Unfortunately, their approach is flawed. They discount studies with very significant p-values just because they are mixed in with random studies. They also throw out good studies when they are mixed with p-hacked studies. The following examples illustrate.
# Setup
# Helper functions
format_for_p_curve_dot_com <- function(x) cat(paste0("Z = ", paste0(x, collapse = "\nZ = ")))
p <- function(x) abs(qnorm(x))
# Some distributions
hacked <- p(rep(0.0249, 50)) # p is just significant (~0.0249)
random_10 <- p(seq(0.001, 0.025, 0.0025)) # p is evenly distributed over significant values (as would happen by chance)
powered <- p(rep(0.001, 50)) # p is 1 in one thousand
high_powered <- p(rep(1 / 1e6, 50)) # p is 1 in one million (extremely probable)
Say we have 50 randomly distributed p values, but one that is literally 1 in a million?
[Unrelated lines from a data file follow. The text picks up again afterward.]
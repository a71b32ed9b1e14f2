//! Axum router construction for the score API.
//!
//! Assembles all routes into a single [`Router`] with CORS middleware
//! enabled for cross-origin game-client access.

use std::sync::Arc;

use axum::routing::get;
use axum::Router;
use tower_http::cors::{Any, CorsLayer};
use tower_http::trace::TraceLayer;

use crate::handlers;
use crate::state::AppState;

/// Build the complete Axum router for the score server.
///
/// The router includes:
/// - `GET /` -- minimal HTML status page
/// - `GET /scores` -- all score records, best first
/// - `POST /scores` -- submit a score
/// - `GET /scores/best` -- best record for one difficulty
/// - `GET /leaderboard` -- published leaderboard snapshot
///
/// CORS is configured to allow any origin for development. In production
/// this should be restricted.
pub fn build_router(state: Arc<AppState>) -> Router {
    let cors = CorsLayer::new()
        .allow_origin(Any)
        .allow_methods(Any)
        .allow_headers(Any);

    Router::new()
        // Status page
        .route("/", get(handlers::index))
        // REST API
        .route(
            "/scores",
            get(handlers::list_scores).post(handlers::submit_score),
        )
        .route("/scores/best", get(handlers::get_best))
        .route("/leaderboard", get(handlers::get_leaderboard))
        .layer(cors)
        .layer(TraceLayer::new_for_http())
        .with_state(state)
}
We should keep the one in a million study. But p-curve does not. Try adding the following values at: http://www.p-curve.com/app4/
format_for_p_curve_dot_com(c(random_10, high_powered[1]))
## Z = 3.09023230616781
## Z = 2.69684426087813
## Z = 2.51214432793046
## Z = 2.38670773449225
## Z = 2.29036787785527
## Z = 2.21151780918668
## Z = 2.14441062091184
## Z = 2.08576406509235
## Z = 2.03352014925305
## Z = 1.98630020412943
## Z = 4.7534243088229
and you will get
Say our list of studies includes half which have been p-hacked and half which are very significant studies (one in a thousand)? We should get both evidence of hacking and meaingful results. p-curve correctly claims the studies have evidential power (in the continuous test). But it claims the studies are indaquate and have very low power.
format_for_p_curve_dot_com(c(hacked[1:10], powered[1:10]))
## Z = 1.96167786906379
## Z = 1.96167786906379
## Z = 1.96167786906379
## Z = 1.96167786906379
## Z = 1.96167786906379
## Z = 1.96167786906379
## Z = 1.96167786906379
## Z = 1.96167786906379
## Z = 1.96167786906379
## Z = 1.96167786906379
## Z = 3.09023230616781
## Z = 3.09023230616781
## Z = 3.09023230616781
## Z = 3.09023230616781
## Z = 3.09023230616781
## Z = 3.09023230616781
## Z = 3.09023230616781
## Z = 3.09023230616781
## Z = 3.09023230616781
## Z = 3.09023230616781
The p-curve approach is good for detecting oddities in the p-value distribtion. But not at finding good studies mixed in with the bad. A better approach to finding good studies is to simply set a more stringent p-value as a reader of scientific articles. By insisting on p-values of 0.01 for instace we throw out 80% of false positive studies and even more p-hacked studies. As the p-curve paper points out this smartly retains half of true positives for tests that have 50% power and even more for higher powered tests.